Fig. 1 is a side view showing the cutting state of the end of the roving in a conventional roving frame, Figs. 2 to 5 are side views showing the operating method of the present invention from full pipe to doffing, and Fig. 6 is the side view of the present invention. FIG. 3 is a perspective view of a winding drive section showing one embodiment of the present invention. 3... roving, 3a... roving winding end, 4... roving winding, 4a... roving winding upper tapered part, 5... front roller, 6... bobbin, 7... flyer,
8...Pretusa, 8a...Pretusa battledore, 9...
...Bobbin rail, 14...Main drive shaft, 22...Intermediate gear, 23...One-way clutch, 24...
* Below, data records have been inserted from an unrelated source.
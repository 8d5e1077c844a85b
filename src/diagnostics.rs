//! Statistics reporting and runtime diagnostics.
//!
//! Every component contributes a flat list of `(key, value)` pairs through
//! [`StatisticsProvider`].  The `INFO` command renders them one per line as
//! `<component>.<key>:<value>`.
//!
//! Runtime metrics (heap) are collected on demand, and a custom panic hook
//! records the panic message as the next boot's reset reason.

use core::fmt::Write;
use std::sync::Mutex;

use crate::app::config_store::ConfigStore;
use crate::app::ports::StoragePort;

/// Flattened `(key, value)` statistics of one component.
pub type Statistics = Vec<(String, String)>;

/// Anything that reports statistics under a component name.
pub trait StatisticsProvider {
    /// Component name used as the key prefix.
    fn name(&self) -> &str;

    fn statistics(&self) -> Statistics {
        Vec::new()
    }
}

/// Helper for building a [`Statistics`] list with `Display` values.
#[derive(Default)]
pub struct StatsBuilder {
    entries: Statistics,
}

impl StatsBuilder {
    pub fn new() -> Self {
        Self::default()
    }

    pub fn add(mut self, key: &str, value: impl core::fmt::Display) -> Self {
        self.entries.push((key.to_string(), value.to_string()));
        self
    }

    pub fn build(self) -> Statistics {
        self.entries
    }
}

/// Append `component`'s statistics to `out`, one `<component>.<key>:<value>` per line.
pub fn render_statistics(out: &mut String, component: &str, stats: &Statistics) {
    for (key, value) in stats {
        let _ = writeln!(out, "{}.{}:{}", component, key, value);
    }
}

// ───────────────────────────────────────────────────────────────
// Moving average
// ───────────────────────────────────────────────────────────────

/// Exponential moving average weighting the history 9:1 against each sample.
#[derive(Debug, Clone, Copy, Default, PartialEq)]
pub struct Ema {
    value: f32,
}

impl Ema {
    pub fn new() -> Self {
        Self::default()
    }

    /// `value = (value * 9 + sample) / 10`
    pub fn update(&mut self, sample: f32) -> f32 {
        self.value = (self.value * 9.0 + sample) / 10.0;
        self.value
    }

    pub fn value(&self) -> f32 {
        self.value
    }
}

// ───────────────────────────────────────────────────────────────
// Runtime metrics
// ───────────────────────────────────────────────────────────────

/// Runtime diagnostics snapshot collected on-demand.
#[derive(Debug, Clone, Copy)]
pub struct RuntimeMetrics {
    pub heap_free: u32,
    pub heap_min_free: u32,
}

impl RuntimeMetrics {
    #[cfg(target_os = "espidf")]
    pub fn collect() -> Self {
        use esp_idf_svc::sys::*;
        let heap_free = unsafe { esp_get_free_heap_size() };
        let heap_min_free = unsafe { esp_get_minimum_free_heap_size() };
        Self {
            heap_free,
            heap_min_free,
        }
    }

    #[cfg(not(target_os = "espidf"))]
    pub fn collect() -> Self {
        Self {
            heap_free: 200 * 1024,
            heap_min_free: 180 * 1024,
        }
    }
}

// ───────────────────────────────────────────────────────────────
// Custom panic handler: records the panic as the reset reason
// ───────────────────────────────────────────────────────────────

/// Install a panic hook that persists `"Panic: <msg>"` as the reset reason
/// through `storage`.
///
/// Must be called once during init, after NVS is ready.
pub fn install_panic_handler<S: StoragePort + Send + 'static>(storage: S) {
    let storage = Mutex::new(storage);
    std::panic::set_hook(Box::new(move |info| {
        let reason = if let Some(msg) = info.payload().downcast_ref::<&str>() {
            *msg
        } else if let Some(msg) = info.payload().downcast_ref::<String>() {
            msg.as_str()
        } else {
            "unknown panic"
        };

        log::error!("PANIC: {}", reason);

        let text = format!("Panic: {}", reason);
        match storage.lock() {
            Ok(mut storage) => {
                if ConfigStore::persist_reset_reason(&mut *storage, &text).is_err() {
                    log::error!("Panic handler: reset reason not persisted");
                }
            }
            Err(_) => log::error!("Panic handler: storage poisoned, reset reason not persisted"),
        }
    }));
}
Pulley, 25... Flyer proper position stop motor,
37... Corn drum transmission mechanism, 44... Differential device.

Claims (1)

[Claims] 1 After stopping the full bobbin, lower the bobbin rail, stop the bobbin rail at the position where the pretusa battledore is at the height of the upper tapered part of the full bobbin, and move the bobbin until the roving winding speed is faster than the roving feeding speed. A method for cutting the end of a roving during doffing in a roving machine, which comprises rotating the roving at a speed such that the roving is cut at an upper tapered part of a full bobbin.